# what kit for closed end cigar band pen?



## SkewedUp (Oct 8, 2014)

I have made several closed end cigar band roller ball pens using Jr Gent sized kits, but I need to make a larger version now. 

After looking at a lot of possibilities, I cannot decide on a kit. The ones I've looked at so far tend to be pricey kits, so I'd like to start with one I'm going to like well enough to keep using whenever I want a bigger pen.

So, please tell me what pen kit(s) you would use and why. Pictures of ones you have made would be fantastic too!

Thanks!


----------



## walshjp17 (Oct 8, 2014)

Try a Churchill or a Sedona.


----------



## SkewedUp (Oct 8, 2014)

Thanks for the reply John.

The Churchill is one I'm looking at but I'm not sure the Sedona is going to be any bigger than a Jr Gent. One problem I'm having is that I'm having to judge the size of the pens by the drill bits required to make the pen and that may not always be an accurate way to determine the finished size of the pen.

I guess I should have said in the original post that I plan to put the cigar band on the lower barrel (which will be closed end). And the reason I need a bigger pen is so that I can use a bigger cigar band than will work on the pen kits I've been using.

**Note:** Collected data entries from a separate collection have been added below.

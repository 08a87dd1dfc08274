//! Scopes and the symbol index.
//!
//! Module scopes live as long as the program: one per unit, holding its
//! top-level declarations and its imports. Local scopes form a stack that
//! is pushed on block entry and popped on exit; lookup walks it from the
//! innermost frame outwards and falls back to the module scope.

use rustc_hash::FxHashMap;

use crate::hir::{LocalId, UnitId};
use crate::span::{FileId, Span};
use crate::types::DefId;

/// Top-level names of one unit.
#[derive(Debug, Clone, Default)]
pub struct ModuleScope {
    items: FxHashMap<String, DefId>,
    /// Alias or unit name to the imported unit, in import order.
    imports: Vec<(String, UnitId)>,
}

/// Outcome of looking a name up in module scope.
#[derive(Debug, Clone, PartialEq, Eq)]
pub enum ModuleLookup {
    Found(DefId),
    NotFound,
    /// Several imports provide the name and none is local.
    Ambiguous(Vec<UnitId>),
}

impl ModuleScope {
    /// Register a declaration. Returns the earlier one on a clash.
    pub fn define(&mut self, name: &str, def: DefId) -> Result<(), DefId> {
        match self.items.get(name) {
            Some(&existing) => Err(existing),
            None => {
                self.items.insert(name.to_string(), def);
                Ok(())
            }
        }
    }

    /// Bind `name` to `def`, replacing any earlier binding. Used for
    /// interactive sessions, where later definitions shadow earlier ones.
    pub fn rebind(&mut self, name: &str, def: DefId) -> Option<DefId> {
        self.items.insert(name.to_string(), def)
    }

    pub fn get(&self, name: &str) -> Option<DefId> {
        self.items.get(name).copied()
    }

    pub fn add_import(&mut self, alias: &str, unit: UnitId) {
        self.imports.push((alias.to_string(), unit));
    }

    pub fn import(&self, alias: &str) -> Option<UnitId> {
        self.imports
            .iter()
            .find(|(name, _)| name == alias)
            .map(|(_, unit)| *unit)
    }

    pub fn imports(&self) -> impl Iterator<Item = UnitId> + '_ {
        self.imports.iter().map(|(_, unit)| *unit)
    }

    /// Names declared in this unit, sorted for deterministic iteration.
    pub fn names(&self) -> Vec<(&str, DefId)> {
        let mut names: Vec<_> = self.items.iter().map(|(name, def)| (name.as_str(), *def)).collect();
        names.sort();
        names
    }
}

/// Resolve an unqualified name in `unit`: its own declarations first,
/// then the declarations of every imported unit.
pub fn lookup_module(scopes: &[ModuleScope], unit: UnitId, name: &str) -> ModuleLookup {
    let Some(scope) = scopes.get(unit.0 as usize) else {
        return ModuleLookup::NotFound;
    };
    if let Some(def) = scope.get(name) {
        return ModuleLookup::Found(def);
    }
    let mut found: Vec<(UnitId, DefId)> = Vec::new();
    for imported in scope.imports() {
        if let Some(def) = scopes.get(imported.0 as usize).and_then(|s| s.get(name)) {
            if !found.iter().any(|(_, existing)| *existing == def) {
                found.push((imported, def));
            }
        }
    }
    match found.len() {
        0 => ModuleLookup::NotFound,
        1 => ModuleLookup::Found(found[0].1),
        _ => ModuleLookup::Ambiguous(found.into_iter().map(|(unit, _)| unit).collect()),
    }
}

/// Block scopes of one function body.
#[derive(Debug, Clone)]
pub struct LocalScopes {
    frames: Vec<FxHashMap<String, LocalId>>,
}

impl Default for LocalScopes {
    fn default() -> Self {
        Self::new()
    }
}

impl LocalScopes {
    pub fn new() -> Self {
        LocalScopes {
            frames: vec![FxHashMap::default()],
        }
    }

    pub fn push(&mut self) {
        self.frames.push(FxHashMap::default());
    }

    pub fn pop(&mut self) {
        if self.frames.len() > 1 {
            self.frames.pop();
        }
    }

    /// Bind `name` in the innermost frame. Returns the clashing binding
    /// if the frame already has one.
    pub fn define(&mut self, name: &str, local: LocalId) -> Result<(), LocalId> {
        // the outermost frame is never popped
        let last = self.frames.len() - 1;
        let frame = &mut self.frames[last];
        if let Some(&existing) = frame.get(name) {
            return Err(existing);
        }
        frame.insert(name.to_string(), local);
        Ok(())
    }

    pub fn lookup(&self, name: &str) -> Option<LocalId> {
        self.frames.iter().rev().find_map(|frame| frame.get(name).copied())
    }

    pub fn depth(&self) -> usize {
        self.frames.len()
    }

    /// Innermost-first visible bindings, for completion.
    pub fn visible(&self) -> Vec<(String, LocalId)> {
        let mut seen = FxHashMap::default();
        for frame in self.frames.iter().rev() {
            for (name, local) in frame {
                seen.entry(name.clone()).or_insert(*local);
            }
        }
        let mut visible: Vec<_> = seen.into_iter().collect();
        visible.sort();
        visible
    }
}

#[derive(Debug, Clone, Copy, PartialEq, Eq, Hash)]
pub struct SymbolId(pub u32);

#[derive(Debug, Clone, Copy, PartialEq, Eq)]
pub enum SymbolKind {
    Function,
    Struct,
    Class,
    Enum,
    Variant,
    Trait,
    Const,
    Static,
    Field,
    Method,
    Param,
    Local,
    GenericParam,
    Unit,
}

#[derive(Debug, Clone, PartialEq)]
pub struct SymbolDef {
    pub name: String,
    pub kind: SymbolKind,
    pub span: Span,
    pub def: Option<DefId>,
    /// Display form of the symbol's type, for hover.
    pub detail: String,
}

#[derive(Debug, Clone, Copy, PartialEq, Eq)]
pub struct SymbolRef {
    pub span: Span,
    pub target: SymbolId,
}

/// Definitions and resolved references of a whole program, for editors.
#[derive(Debug, Clone, Default)]
pub struct SymbolIndex {
    definitions: Vec<SymbolDef>,
    references: Vec<SymbolRef>,
    by_def: FxHashMap<DefId, SymbolId>,
}

impl SymbolIndex {
    pub fn define(&mut self, symbol: SymbolDef) -> SymbolId {
        let id = SymbolId(self.definitions.len() as u32);
        if let Some(def) = symbol.def {
            self.by_def.entry(def).or_insert(id);
        }
        self.definitions.push(symbol);
        id
    }

    pub fn reference(&mut self, span: Span, target: SymbolId) {
        self.references.push(SymbolRef { span, target });
    }

    pub fn reference_def(&mut self, span: Span, def: DefId) {
        if let Some(&target) = self.by_def.get(&def) {
            self.reference(span, target);
        }
    }

    /// Replace the hover text of a symbol once its type is known.
    pub fn set_detail(&mut self, id: SymbolId, detail: String) {
        if let Some(symbol) = self.definitions.get_mut(id.0 as usize) {
            symbol.detail = detail;
        }
    }

    pub fn symbol_for(&self, def: DefId) -> Option<SymbolId> {
        self.by_def.get(&def).copied()
    }

    pub fn get(&self, id: SymbolId) -> &SymbolDef {
        &self.definitions[id.0 as usize]
    }

    pub fn definitions(&self) -> &[SymbolDef] {
        &self.definitions
    }

    pub fn references(&self) -> &[SymbolRef] {
        &self.references
    }

    /// The definition named at `offset`, whether the offset is on a use or
    /// on the definition itself.
    pub fn definition_at(&self, file: FileId, offset: u32) -> Option<&SymbolDef> {
        let hit = |span: &Span| span.file == file && span.contains(offset);
        if let Some(reference) = self.references.iter().find(|r| hit(&r.span)) {
            return Some(self.get(reference.target));
        }
        self.definitions.iter().find(|d| hit(&d.span))
    }

    /// All uses of a symbol.
    pub fn references_to(&self, target: SymbolId) -> impl Iterator<Item = &SymbolRef> {
        self.references.iter().filter(move |r| r.target == target)
    }
}

#[cfg(test)]
mod tests {
    use super::*;

    #[test]
    fn inner_bindings_shadow_outer_ones() {
        let mut scopes = LocalScopes::new();
        scopes.define("x", LocalId(0)).unwrap();
        scopes.push();
        assert_eq!(scopes.lookup("x"), Some(LocalId(0)));
        scopes.define("x", LocalId(1)).unwrap();
        assert_eq!(scopes.lookup("x"), Some(LocalId(1)));
        scopes.pop();
        assert_eq!(scopes.lookup("x"), Some(LocalId(0)));
    }

    #[test]
    fn redefinition_in_one_frame_is_rejected() {
        let mut scopes = LocalScopes::new();
        scopes.define("x", LocalId(0)).unwrap();
        assert_eq!(scopes.define("x", LocalId(1)), Err(LocalId(0)));
    }

    #[test]
    fn module_lookup_prefers_local_items_and_detects_ambiguity() {
        let mut scopes = vec![ModuleScope::default(), ModuleScope::default(), ModuleScope::default()];
        scopes[1].define("max", DefId(10)).unwrap();
        scopes[2].define("max", DefId(20)).unwrap();
        scopes[0].add_import("a", UnitId(1));
        scopes[0].add_import("b", UnitId(2));
        assert_eq!(
            lookup_module(&scopes, UnitId(0), "max"),
            ModuleLookup::Ambiguous(vec![UnitId(1), UnitId(2)])
        );
        scopes[0].define("max", DefId(1)).unwrap();
        assert_eq!(lookup_module(&scopes, UnitId(0), "max"), ModuleLookup::Found(DefId(1)));
        assert_eq!(lookup_module(&scopes, UnitId(0), "min"), ModuleLookup::NotFound);
        assert_eq!(scopes[0].import("b"), Some(UnitId(2)));
    }

    #[test]
    fn finds_definitions_from_references() {
        let file = FileId(0);
        let mut index = SymbolIndex::default();
        let symbol = index.define(SymbolDef {
            name: "area".into(),
            kind: SymbolKind::Function,
            span: Span::new(file, 9, 13),
            def: Some(DefId(4)),
            detail: "function(f64) -> f64".into(),
        });
        index.reference_def(Span::new(file, 40, 44), DefId(4));
        assert_eq!(index.definition_at(file, 42).map(|d| d.name.as_str()), Some("area"));
        assert_eq!(index.references_to(symbol).count(), 1);
        assert!(index.definition_at(file, 30).is_none());
    }
}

I should also mention that I do not have a "B" mandrel. I know I can get one, but it is just one more thing to consider.


----------



## its_virgil (Oct 8, 2014)

Bushings are available for the "A" mandrel for the Berea kits that use the "B" mandrel. 
Do a good turn daily! 
Don


----------



## Woodkiller (Oct 8, 2014)

Look in the library at the bushing chart. That will give you a better idea of the finished size than the drill size. Hope that helps.


----------



## Crashmph (Oct 8, 2014)

I have used the Full Sized gent from Timberbits quite successfully.


----------



## brez (Oct 8, 2014)

The Gents (Gentlemen's) pen is likely the lowest price of the full size rollerballs. The Statesman is the same size as the Gents. PSI has a Majestic that is about the same size. The Emperor is about the same size as well, but the lower barrel does not get slimmer like the Gents. etc., so it may be, overall, the largest (fattest) lower barrel. It's been a long time since I've turned a Churchill, but I think it is comparable to the Gents as well.


Mike


----------



## Dale Allen (Oct 8, 2014)

I don't understand how you can make a closed end blank on a mandrel, A or B!


----------



## Edgar (Oct 8, 2014)

Dale Allen said:


> I don't understand how you can make a closed end blank on a mandrel, A or B!

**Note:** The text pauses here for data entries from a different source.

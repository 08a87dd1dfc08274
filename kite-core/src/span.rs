//! Source locations shared by tokens, AST nodes and diagnostics.
//!
//! A [`Span`] is a half-open byte range `[start, end)` into one unit plus the
//! 1-based line and column of `start`. Spans are only used for reporting;
//! no stage makes semantic decisions based on them.

use std::fmt;

/// Identifies a source unit inside a [`SourceMap`].
#[derive(Debug, Clone, Copy, PartialEq, Eq, PartialOrd, Ord, Hash, Default)]
pub struct FileId(pub u32);

impl fmt::Display for FileId {
    fn fmt(&self, f: &mut fmt::Formatter<'_>) -> fmt::Result {
        write!(f, "unit#{}", self.0)
    }
}

#[derive(Debug, Clone, Copy, PartialEq, Eq, PartialOrd, Ord, Hash, Default)]
pub struct Span {
    pub file: FileId,
    /// Byte offset of the first byte.
    pub start: u32,
    /// Byte offset one past the last byte.
    pub end: u32,
    pub line: u32,
    pub column: u32,
}

impl Span {
    pub fn new(file: FileId, start: u32, end: u32) -> Self {
        Span {
            file,
            start,
            end,
            line: 0,
            column: 0,
        }
    }

    pub fn with_position(mut self, line: u32, column: u32) -> Self {
        self.line = line;
        self.column = column;
        self
    }

    /// Zero-width span at the end of `self`.
    pub fn end_point(self) -> Self {
        Span {
            start: self.end,
            ..self
        }
    }

    /// Covers both spans. Line and column stay those of the earlier span.
    pub fn to(self, other: Span) -> Span {
        if other.file != self.file {
            return self;
        }
        let (first, _) = if self.start <= other.start {
            (self, other)
        } else {
            (other, self)
        };
        Span {
            file: self.file,
            start: self.start.min(other.start),
            end: self.end.max(other.end),
            line: first.line,
            column: first.column,
        }
    }

    pub fn len(&self) -> usize {
        (self.end - self.start) as usize
    }

    pub fn is_empty(&self) -> bool {
        self.start == self.end
    }

    pub fn contains(&self, offset: u32) -> bool {
        self.start <= offset && offset < self.end.max(self.start + 1)
    }
}

/// A named unit of source text.
#[derive(Debug, Clone)]
pub struct SourceFile {
    pub id: FileId,
    pub name: String,
    pub text: String,
    line_starts: Vec<u32>,
}

impl SourceFile {
    fn new(id: FileId, name: String, text: String) -> Self {
        let mut line_starts = vec![0];
        line_starts.extend(
            text.bytes()
                .enumerate()
                .filter(|(_, byte)| *byte == b'\n')
                .map(|(index, _)| index as u32 + 1),
        );
        SourceFile {
            id,
            name,
            text,
            line_starts,
        }
    }

    /// 1-based line and column (in characters) of a byte offset.
    pub fn line_col(&self, offset: u32) -> (u32, u32) {
        let line_index = match self.line_starts.binary_search(&offset) {
            Ok(index) => index,
            Err(index) => index - 1,
        };
        let line_start = self.line_starts[line_index] as usize;
        let end = (offset as usize).min(self.text.len());
        let column = self
            .text
            .get(line_start..end)
            .map(|prefix| prefix.chars().count())
            .unwrap_or(end - line_start);
        (line_index as u32 + 1, column as u32 + 1)
    }

    /// The full text of a 1-based line without its terminator.
    pub fn line_text(&self, line: u32) -> &str {
        let index = line.saturating_sub(1) as usize;
        let Some(&start) = self.line_starts.get(index) else {
            return "";
        };
        let end = self
            .line_starts
            .get(index + 1)
            .map(|next| *next as usize - 1)
            .unwrap_or(self.text.len());
        self.text[start as usize..end].trim_end_matches('\r')
    }

    pub fn slice(&self, span: Span) -> &str {
        &self.text[span.start as usize..span.end as usize]
    }
}

/// All units known to a compilation session.
#[derive(Debug, Clone, Default)]
pub struct SourceMap {
    files: Vec<SourceFile>,
}

impl SourceMap {
    pub fn new() -> Self {
        Self::default()
    }

    pub fn add(&mut self, name: impl Into<String>, text: impl Into<String>) -> FileId {
        let id = FileId(self.files.len() as u32);
        self.files.push(SourceFile::new(id, name.into(), text.into()));
        id
    }

    pub fn get(&self, id: FileId) -> Option<&SourceFile> {
        self.files.get(id.0 as usize)
    }

    pub fn name(&self, id: FileId) -> &str {
        self.get(id).map(|file| file.name.as_str()).unwrap_or("<unknown>")
    }

    pub fn find(&self, name: &str) -> Option<FileId> {
        self.files.iter().find(|file| file.name == name).map(|file| file.id)
    }

    pub fn files(&self) -> impl Iterator<Item = &SourceFile> {
        self.files.iter()
    }

    pub fn len(&self) -> usize {
        self.files.len()
    }

    pub fn is_empty(&self) -> bool {
        self.files.is_empty()
    }
}

#[cfg(test)]
mod tests {
    use super::*;

    #[test]
    fn computes_line_and_column() {
        let mut map = SourceMap::new();
        let id = map.add("main", "let a = 1;\nlet béta = 2;\n");
        let file = map.get(id).expect("file");
        assert_eq!(file.line_col(0), (1, 1));
        assert_eq!(file.line_col(11), (2, 1));
        // `=` after a two-byte character
        assert_eq!(file.line_col(21), (2, 10));
        assert_eq!(file.line_text(2), "let béta = 2;");
    }

    #[test]
    fn merges_spans_keeping_the_earlier_position() {
        let a = Span::new(FileId(0), 4, 6).with_position(1, 5);
        let b = Span::new(FileId(0), 10, 12).with_position(2, 1);
        let merged = b.to(a);
        assert_eq!((merged.start, merged.end), (4, 12));
        assert_eq!((merged.line, merged.column), (1, 5));
    }
}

The way I do it is to wrap some painter's tape around the mandrel so there's a tight fit when you shove the tubed blank onto the mandrel. I use an adjustable mandrel, so I leave just enough of the rod sticking out for the closed end blank to fit on. Might not be the ideal way to do it, but it works.


----------



## plano_harry (Oct 8, 2014)

Get a Blingless Harvest from Timberbits.  Very affordable and almost the same as Cambridge.


----------



## avbill (Oct 8, 2014)

Baron/Sedona is smaller than the Jr. Gentlemen .


----------



## SkewedUp (Oct 8, 2014)

its_virgil said:


> Bushings are available for the "A" mandrel for the Berea kits that use the "B" mandrel.
> Do a good turn daily!
> Don



Thanks for that info Don - I found them at Beartooth Woods. I had no idea they were available. And thanks for many hours of reading I've spent reading your pearls of wisdom over the years too 



Woodkiller said:


> Look in the library at the bushing chart. That will give you a better idea of the finished size than the drill size. Hope that helps.



Thanks Woodkiller! I have spent a couple hours now reading those charts. Those spreadsheets are exactly what I needed to help compare the different pen kit sizes. Another thing I never knew about before today. I'm sure learning a lot of new stuff today.



Crashmph said:


> I have used the Full Sized gent from Timberbits quite successfully.



Thanks Crash! That is one kit that I'm taking a look at, but probably from CSUSA. Is there a difference?



brez said:


> The Gents (Gentlemen's) pen is likely the lowest price of the full size rollerballs. The Statesman is the same size as the Gents. PSI has a Majestic that is about the same size. The Emperor is about the same size as well, but the lower barrel does not get slimmer like the Gents. etc., so it may be, overall, the largest (fattest) lower barrel. It's been a long time since I've turned a Churchill, but I think it is comparable to the Gents as well.
> 
> 
> Mike



Thanks for your input Mike, I really appreciate that! Those were all on my list except for the Emporer, and after finding them at Exotic Blanks, I know why they are not on my list (yet). A little too much quality than I'm ready for at this time. Hopefully someday I'll be ready to spend that much for a pen kit, just not right now.



Dale Allen said:


> I don't understand how you can make a closed end blank on a mandrel, A or B!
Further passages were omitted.